Now, DC/Wildstorm is trying again, and for the first time since Millar’s first few issues, there’s a creative team with the perfect potential to make the series return to greatness. The new AUTHORITY #1 is written by Grant Morrison and drawn by Gene Ha. Pure superstar creative talent. But how will it fare in the marketplace? Let’s check some numbers:
Sales for
AUTHORITY #1, published in March 1999, written by Ellis and drawn by Hitch: 40,100. Good, strong jump out of the gate, especially considering that Ellis and Hitch weren’t “Ellis and Hitch” at that point. (Sales data from
CBG Xtra)
Sales for
AUTHORITY #29, published in December 2001, written by Millar and drawn by Art Adams: 40,314. That’s damned astonishing, really. To see that consistency in the number twenty-nine issues later is remarkable, especially considering shipping delays and creative team changes. Plus, this was the final issue of the first series.
Sales for
AUTHORITY Vol.2 #1, published in May 2003, written by Robbie Morrison and drawn by Dwayne Turner: 44,351. There was obviously a market for the characters. Unfortunately, this creative team cooked that market a dinner made of poison mushrooms and it died a horrific, vomiting death.
Sales for
AUTHORITY: REVOLUTION #1, published in October 2004, written by Ed Brubaker and drawn by Dustin Nguyen: 26,572. My case in point. A far better creative team, a writer who was relatively hot at the time… and half as many people gave two shits. For DC/Wildstorm, this was still a decent number… but that’s putting lipstick on the family pig and taking it to the prom.
Sales for
SEVEN SOLDIERS #0, published in February 2005, written by Grant Morrison and drawn by J.H. Williams: 53,217. Morrison has taken a Bat-book under his wing, but this was his most recent “audacious” move with characters that had been mostly neglected. Fantastic numbers.
Sales for
TOP TEN #1, published in September 1999, written by Alan Moore and drawn by Gene Ha: 55,100. This was Ha’s last major debut work, and remains one of the most consistently beautiful comics ever created. Very solid debut sales numbers, too. (Sales data from
CBG Xtra)
So how will this latest edition of THE AUTHORITY do? Even with Morrison’s presence, it’s difficult to believe it will top the Ellis/Millar series in sales. Even though Grant’s profile is huge right now, I don’t see that translating into readers for a series that has the stink of bad previous series to deal with. So I’m going to temper my expectations, and guess that the book will do somewhere a little over
29,000, give or take a few.
Do you buy my numb3rs?
FOLLOWING UP: Column five featured my guess at C.S.I.: DYING IN THE GUTTERS #1. My guess for total orders was 5,500.
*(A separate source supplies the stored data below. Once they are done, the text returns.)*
// ============================================================================
// External Result Source - wagermatch
// ============================================================================
//
// Narrow client for the authoritative game-result provider. The engine
// never computes outcomes itself: for a wager's two external tags and time
// window, the provider reports no result yet, a verified winner tag, or a
// verified draw. One call per settlement attempt.
//
// Mock mode short-circuits to "no result yet" so the engine runs without
// provider credentials in development.
//
// ============================================================================

use chrono::{DateTime, Utc};
use serde::Deserialize;

use crate::config::Config;
use crate::errors::EngineError;

/// What the provider reported for a wager's time window
#[derive(Debug, Clone, PartialEq)]
pub enum ReportedResult {
    /// No verified outcome yet
    NoResult,
    /// A verified winner, identified by external tag
    Winner { tag: String, event_time: DateTime<Utc> },
    /// A verified draw
    Draw { event_time: DateTime<Utc> },
}

/// HTTP client for the result provider
pub struct ResultClient {
    base_url: String,
    api_key: String,
    mock: bool,
    client: reqwest::Client,
}

#[derive(Debug, Deserialize)]
struct ResultResponse {
    status: String,
    winner_tag: Option<String>,
    event_time: Option<DateTime<Utc>>,
}

impl ResultClient {
    pub fn from_config(config: &Config) -> Self {
        Self {
            base_url: config.result_api_url.clone(),
            api_key: config.result_api_key.clone(),
            mock: config.result_mock_mode,
            client: reqwest::Client::new(),
        }
    }

    /// Fetch the verified outcome for a tag pair within a time window.
    pub async fn fetch_result(
        &self,
        tag1: &str,
        tag2: &str,
        window_start: DateTime<Utc>,
        window_end: DateTime<Utc>,
    ) -> Result<ReportedResult, EngineError> {
        if self.mock {
            return Ok(ReportedResult::NoResult);
        }

        let url = format!("{}/results", self.base_url);
        let resp = self
            .client
            .get(&url)
            .bearer_auth(&self.api_key)
            .query(&[
                ("players", format!("{},{}", tag1, tag2)),
                ("from", window_start.to_rfc3339()),
                ("to", window_end.to_rfc3339()),
            ])
            .send()
            .await
            .map_err(|e| EngineError::ResultSourceUnavailable { detail: e.to_string() })?;

        if !resp.status().is_success() {
            return Err(EngineError::ResultSourceUnavailable {
                detail: format!("provider returned {}", resp.status()),
            });
        }

        let body: ResultResponse = resp
            .json()
            .await
            .map_err(|e| EngineError::ResultSourceUnavailable { detail: e.to_string() })?;

        match body.status.as_str() {
            "pending" => Ok(ReportedResult::NoResult),
            "winner" => {
                let tag = body.winner_tag.ok_or_else(|| EngineError::VerificationFailed {
                    reason: "provider reported a winner without a tag".to_string(),
                })?;
                let event_time =
                    body.event_time.ok_or_else(|| EngineError::VerificationFailed {
                        reason: "provider reported a winner without an event time".to_string(),
                    })?;
                Ok(ReportedResult::Winner { tag, event_time })
            }
            "draw" => {
                let event_time =
                    body.event_time.ok_or_else(|| EngineError::VerificationFailed {
                        reason: "provider reported a draw without an event time".to_string(),
                    })?;
                Ok(ReportedResult::Draw { event_time })
            }
            other => Err(EngineError::VerificationFailed {
                reason: format!("provider returned unknown status '{}'", other),
            }),
        }
    }
}

#[cfg(test)]
mod tests {
    use super::*;

    #[test]
    fn test_mock_mode_reports_no_result() {
        let config = Config { result_mock_mode: true, ..Config::default() };
        let client = ResultClient::from_config(&config);
        let now = Utc::now();

        let result =
            tokio_test::block_on(client.fetch_result("#A", "#B", now, now)).unwrap();
        assert_eq!(result, ReportedResult::NoResult);
    }
}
ICV2 has released final sales numbers for August, and the total pre-orders for the book came to: 8178. That’s the first time I’ve really guessed on the low side, but I’m okay with it. This is really outstanding news for the folks at
IDW, and they must have popped a bottle of bubbly when their orders came in. This may just breathe new life into the C.S.I. franchise.